- **Material for this exercise**
════════
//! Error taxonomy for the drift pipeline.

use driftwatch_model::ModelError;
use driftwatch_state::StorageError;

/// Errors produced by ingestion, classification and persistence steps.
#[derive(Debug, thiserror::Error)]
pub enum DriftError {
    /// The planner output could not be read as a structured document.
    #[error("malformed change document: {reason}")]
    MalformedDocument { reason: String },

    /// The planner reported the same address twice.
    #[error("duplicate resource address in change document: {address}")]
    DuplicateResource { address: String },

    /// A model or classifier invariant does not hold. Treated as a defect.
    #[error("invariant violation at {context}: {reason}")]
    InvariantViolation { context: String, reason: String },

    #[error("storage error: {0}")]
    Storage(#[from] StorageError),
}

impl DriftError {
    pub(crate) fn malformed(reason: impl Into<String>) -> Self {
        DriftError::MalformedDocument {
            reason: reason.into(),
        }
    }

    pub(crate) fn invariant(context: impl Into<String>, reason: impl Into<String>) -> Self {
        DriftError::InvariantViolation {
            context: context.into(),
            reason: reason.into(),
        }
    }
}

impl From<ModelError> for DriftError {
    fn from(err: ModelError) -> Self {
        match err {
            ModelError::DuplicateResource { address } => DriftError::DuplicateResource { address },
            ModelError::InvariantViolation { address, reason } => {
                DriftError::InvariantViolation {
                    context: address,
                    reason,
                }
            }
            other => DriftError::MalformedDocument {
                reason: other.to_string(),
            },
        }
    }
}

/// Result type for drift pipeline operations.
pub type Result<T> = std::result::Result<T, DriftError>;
════════
- **Work instruction**
Show every line in the entries where the string "planner" occurs.

- **Solution for this task**
    /// The planner output could not be read as a structured document.
    /// The planner reported the same address twice.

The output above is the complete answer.